Beim Versuch, eine Verwandte der Familie zu befragen, tauchen vor ihrer
Apotheke im Stadtzentrum plötzlich mehre Männer auf, die in Afrin als
PYD-Sympathisanten bekannt sind. Ein junger Aktivist, der die erste
kurdische Zeitung von Afrin mit herausgegeben hat, wurde nach eigenen
Angaben bedroht. Aus Sorge um seine Familie will er jedoch keine
Einzelheiten nennen.
## Öcalan statt Assad
Dass die PYD ihre Kritiker einschüchtert, sei eine Lüge, sagt Atuf Abdu.
Der 45-jährige Autoersatzteilhändler ist so etwas wie der Bürgermeister von
Afrin. Der örtliche Verwaltungssitz befindet sich noch immer in der Hand
des Regimes. Am Eingang hängt das obligatorische riesige Bildnis von Hafis
al-Assad, dem Vater des heutigen Präsidenten. Drinnen hausen ein Richter
und sieben Polizisten. Im Gegensatz zu den Aktivisten stört das Abdu nicht.

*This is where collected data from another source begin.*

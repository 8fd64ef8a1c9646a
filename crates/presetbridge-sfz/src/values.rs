use std::str::FromStr;

use crate::error::Error;
use crate::Result;

fn invalid(value: &str, expected: &'static str) -> Error {
    Error::InvalidValue {
        value: value.to_string(),
        expected,
    }
}

/// Typed reading of an opcode's text value.
pub trait OpcodeValue: Sized {
    fn parse_opcode(s: &str) -> Result<Self>;
}

impl OpcodeValue for i32 {
    fn parse_opcode(s: &str) -> Result<Self> {
        s.trim().parse().map_err(|_| invalid(s, "integer"))
    }
}

// offset/end/loop points are frame indices and can pass i32::MAX
impl OpcodeValue for i64 {
    fn parse_opcode(s: &str) -> Result<Self> {
        s.trim().parse().map_err(|_| invalid(s, "integer"))
    }
}

impl OpcodeValue for f64 {
    fn parse_opcode(s: &str) -> Result<Self> {
        s.trim().parse().map_err(|_| invalid(s, "number"))
    }
}

/// Value of the `loop_mode` opcode.
#[derive(Debug, Clone, Copy, PartialEq, Eq)]
pub enum LoopMode {
    NoLoop,
    OneShot,
    LoopContinuous,
    /// Loops while the key is held, then plays out
    LoopSustain,
}

impl LoopMode {
    /// Both loop modes repeat the loop section; the others never do.
    pub fn is_looping(self) -> bool {
        matches!(self, LoopMode::LoopContinuous | LoopMode::LoopSustain)
    }
}

impl FromStr for LoopMode {
    type Err = Error;

    fn from_str(s: &str) -> Result<Self> {
        let mode = match s.trim().to_ascii_lowercase().as_str() {
            "no_loop" => LoopMode::NoLoop,
            "one_shot" => LoopMode::OneShot,
            "loop_continuous" | "loop" => LoopMode::LoopContinuous,
            "loop_sustain" => LoopMode::LoopSustain,
            _ => return Err(invalid(s, "loop mode")),
        };
        Ok(mode)
    }
}

impl OpcodeValue for LoopMode {
    fn parse_opcode(s: &str) -> Result<Self> {
        s.parse()
    }
}

/// A MIDI note number, written either as a number or a note name
///
/// Note names follow the SFZ convention where middle C is `c4` (60):
///
/// ```
/// use presetbridge_sfz::{MidiNote, OpcodeValue};
///
/// assert_eq!(MidiNote::parse_opcode("c4").unwrap(), MidiNote(60));
/// assert_eq!(MidiNote::parse_opcode("F#3").unwrap(), MidiNote(54));
/// assert_eq!(MidiNote::parse_opcode("eb-1").unwrap(), MidiNote(3));
/// assert_eq!(MidiNote::parse_opcode("72").unwrap(), MidiNote(72));
/// ```
#[derive(Debug, Clone, Copy, PartialEq, Eq)]
pub struct MidiNote(pub i32);

impl OpcodeValue for MidiNote {
    fn parse_opcode(s: &str) -> Result<Self> {
        let text = s.trim();
        if let Ok(number) = text.parse::<i32>() {
            return Ok(MidiNote(number));
        }

        let lower = text.to_ascii_lowercase();
        let mut chars = lower.chars();
        let pitch_class = match chars.next() {
            Some('c') => 0,
            Some('d') => 2,
            Some('e') => 4,
            Some('f') => 5,
            Some('g') => 7,
            Some('a') => 9,
            Some('b') => 11,
            _ => return Err(invalid(s, "note")),
        };
        let rest = chars.as_str();
        let (accidental, octave) = match rest.chars().next() {
            Some('#') => (1, &rest[1..]),
            Some('b') if rest.len() > 1 => (-1, &rest[1..]),
            _ => (0, rest),
        };
        let octave: i32 = octave.parse().map_err(|_| invalid(s, "note"))?;
        octave
            .checked_add(1)
            .and_then(|o| o.checked_mul(12))
            .and_then(|n| n.checked_add(pitch_class + accidental))
            .map(MidiNote)
            .ok_or_else(|| invalid(s, "note"))
    }
}

#[cfg(test)]
mod tests {
    use super::*;

    #[test]
    fn test_parse_numbers() {
        assert_eq!(i32::parse_opcode("60").unwrap(), 60);
        assert_eq!(i64::parse_opcode("4294967296").unwrap(), 4_294_967_296);
        assert_eq!(f64::parse_opcode("-6.5").unwrap(), -6.5);
        assert!(i32::parse_opcode("sixty").is_err());
    }

    #[test]
    fn test_loop_mode() {
        assert_eq!("loop_continuous".parse::<LoopMode>().unwrap(), LoopMode::LoopContinuous);
        assert_eq!("LOOP_SUSTAIN".parse::<LoopMode>().unwrap(), LoopMode::LoopSustain);
        assert!(LoopMode::LoopSustain.is_looping());
        assert!(!LoopMode::OneShot.is_looping());
        assert!("bounce".parse::<LoopMode>().is_err());
    }

    #[test]
    fn test_note_names() {
        assert_eq!(MidiNote::parse_opcode("a4").unwrap(), MidiNote(69));
        assert_eq!(MidiNote::parse_opcode("Bb2").unwrap(), MidiNote(46));
        assert_eq!(MidiNote::parse_opcode("c-1").unwrap(), MidiNote(0));
        assert!(MidiNote::parse_opcode("h3").is_err());
        assert!(MidiNote::parse_opcode("b").is_err());
        assert!(MidiNote::parse_opcode("c999999999").is_err());
        assert!(MidiNote::parse_opcode("c-999999999").is_err());

        let err = MidiNote::parse_opcode("x9").unwrap_err();
        assert_eq!(err.to_string(), "'x9' is not a valid note");
    }
}
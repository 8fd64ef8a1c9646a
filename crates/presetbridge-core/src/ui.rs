//! Default `<effects>` and `<ui>` blocks for converted instruments.
//!
//! A filter, chorus and reverb chain, plus a single tab of knobs bound to the
//! amp envelope and those effects.

use crate::model::Element;

const KNOB_Y: &str = "80";
const KNOB_WIDTH: &str = "100";

pub fn generic_effects() -> Element {
    Element::new("effects")
        .child(
            Element::new("effect")
                .attr("type", "lowpass")
                .attr("frequency", "22000.0"),
        )
        .child(
            Element::new("effect")
                .attr("type", "chorus")
                .attr("mix", "0.0")
                .attr("modDepth", "0.2")
                .attr("modRate", "0.2"),
        )
        .child(
            Element::new("effect")
                .attr("type", "reverb")
                .attr("wetLevel", "0.5"),
        )
}

struct Knob {
    x: &'static str,
    label: &'static str,
    kind: &'static str,
    min: &'static str,
    max: &'static str,
    value: &'static str,
}

impl Knob {
    fn element(&self, binding: Element) -> Element {
        let text_color = if self.kind == "percent" { "FF000000" } else { "AA000000" };
        Element::new("labeled-knob")
            .attr("x", self.x)
            .attr("y", KNOB_Y)
            .attr("width", KNOB_WIDTH)
            .attr("textSize", "16")
            .attr("textColor", text_color)
            .attr("trackForegroundColor", "CC000000")
            .attr("trackBackgroundColor", "66999999")
            .attr("label", self.label)
            .attr("type", self.kind)
            .attr("minValue", self.min)
            .attr("maxValue", self.max)
            .attr("value", self.value)
            .child(binding)
    }
}

fn binding(kind: &str, position: &str, parameter: &str) -> Element {
    Element::new("binding")
        .attr("type", kind)
        .attr("level", "instrument")
        .attr("position", position)
        .attr("parameter", parameter)
}

pub fn generic_ui() -> Element {
    let envelope = [
        ("255", "Attack", "0.0", "5", "0.2", "ENV_ATTACK"),
        ("330", "Decay", "0.0", "5", "1", "ENV_DECAY"),
        ("405", "Sustain", "0.0", "1", "1", "ENV_SUSTAIN"),
        ("480", "Release", "0.01", "4.0", "0.1", "ENV_RELEASE"),
    ];

    let mut tab = Element::new("tab").attr("name", "main");
    for (x, label, min, max, value, parameter) in envelope {
        let knob = Knob {
            x,
            label,
            kind: "float",
            min,
            max,
            value,
        };
        tab = tab.child(knob.element(binding("amp", "0", parameter)));
    }

    let chorus = Knob {
        x: "562",
        label: "Chorus",
        kind: "float",
        min: "0.0",
        max: "1",
        value: "0",
    };
    tab = tab.child(chorus.element(binding("effect", "1", "FX_MIX")));

    let tone = Knob {
        x: "635",
        label: "Tone",
        kind: "float",
        min: "0.5",
        max: "1",
        value: "1",
    };
    tab = tab.child(tone.element(
        binding("effect", "0", "FX_FILTER_FREQUENCY")
            .attr("translation", "table")
            .attr(
                "translationTable",
                "0,33;0.3,150;0.4,450;0.5,1100;0.7,4100;0.9,11000;1.0001,22000",
            ),
    ));

    let reverb = Knob {
        x: "710",
        label: "Reverb",
        kind: "percent",
        min: "0",
        max: "100",
        value: "50",
    };
    tab = tab.child(reverb.element(
        binding("effect", "2", "FX_REVERB_WET_LEVEL")
            .attr("translation", "linear")
            .attr("translationOutputMin", "0")
            .attr("translationOutputMax", "1"),
    ));

    Element::new("ui")
        .attr("width", "812")
        .attr("height", "375")
        .attr("bgImage", "Images/background.jpg")
        .child(tab)
}

#[cfg(test)]
mod tests {
    use super::*;

    #[test]
    fn test_effect_chain_order() {
        let effects = generic_effects();
        let types: Vec<_> = effects
            .children
            .iter()
            .filter_map(|e| e.get_attr("type"))
            .collect();
        assert_eq!(types, vec!["lowpass", "chorus", "reverb"]);
    }

    #[test]
    fn test_knobs_bind_to_effect_positions() {
        let ui = generic_ui();
        let tab = &ui.children[0];
        assert_eq!(tab.children.len(), 7);

        let reverb = &tab.children[6];
        assert_eq!(reverb.get_attr("label"), Some("Reverb"));
        assert_eq!(reverb.children[0].get_attr("position"), Some("2"));
        assert_eq!(
            reverb.children[0].get_attr("parameter"),
            Some("FX_REVERB_WET_LEVEL")
        );
    }
}
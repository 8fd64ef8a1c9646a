//! Sampler instrument conversion between EXS-style zone lists, SFZ and
//! DecentSampler presets.
//!
//! Importers build one canonical [`Instrument`] tree; exporters and the sample
//! materialization pass read it. Properties live on three levels (global,
//! group, region) and are only resolved against each other when sample files
//! are rendered.
//!
//! # Example
//!
//! ```
//! use presetbridge_core::PresetConverter;
//! use presetbridge_sfz::parse_sfz_str;
//!
//! let sfz = parse_sfz_str("<group> ampeg_release=0.4 <region> sample=C4.wav key=60").unwrap();
//! let mut converter = PresetConverter::new();
//! converter.import_sfz(&sfz);
//!
//! let preset = converter.to_xml().unwrap();
//! assert!(preset.contains(r#"<group release="0.4">"#));
//! ```

pub mod aiff;
pub mod bake;
pub mod config;
pub mod converter;
pub mod decode;
pub mod error;
pub mod exs;
pub mod inherit;
pub mod materialize;
pub mod model;
pub mod paths;
pub mod pcm;
pub mod riff;
pub mod sfz;
pub mod ui;
pub mod xml;

pub use config::{ConvertConfig, PathStyle, SampleHandling};
pub use converter::PresetConverter;
pub use decode::{SampleCodec, SymphoniaCodec};
pub use error::{BoundaryViolation, Error, Result};
pub use exs::{ExsGroup, ExsInstrument, ExsSample, ExsZone};
pub use materialize::{MaterializeMode, MaterializeOptions, MaterializeReport};
pub use model::{CrossfadeShape, Element, Group, Instrument, Properties, Region, SeqMode, Volume};
pub use paths::PathMode;
pub use pcm::{AudioData, AudioInfo, PcmCodec, WavCodec, WriteSpec};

„Wenn Assad erst einmal gestürzt ist, löst sich das Problem von allein“,
sagt er. Er „regiert“ derweil im ehemaligen Kulturzentrum.
Hinter dem wuchtigen Schreibtisch hängt dort statt Assad jetzt ein
Öcalan-Bild. Abdu betont, dass er parteilos sei und sein Amt einer Wahl
verdanke. Frei, demokratisch und ein Vorbild für ganz Syrien nennt er die
Wahl. Tatsächlich nahmen daran jedoch nur PYD-Anhänger teil. Alle anderen
Parteien lehnen Wahlen ab, solange das Regime noch an der Macht ist.
Zahlreiche ihrer Kader haben sich in den kurdischen Nordirak abgesetzt.
Auch er habe Angst, sagt Kameran Hassan von der kurdischen
Fortschrittspartei.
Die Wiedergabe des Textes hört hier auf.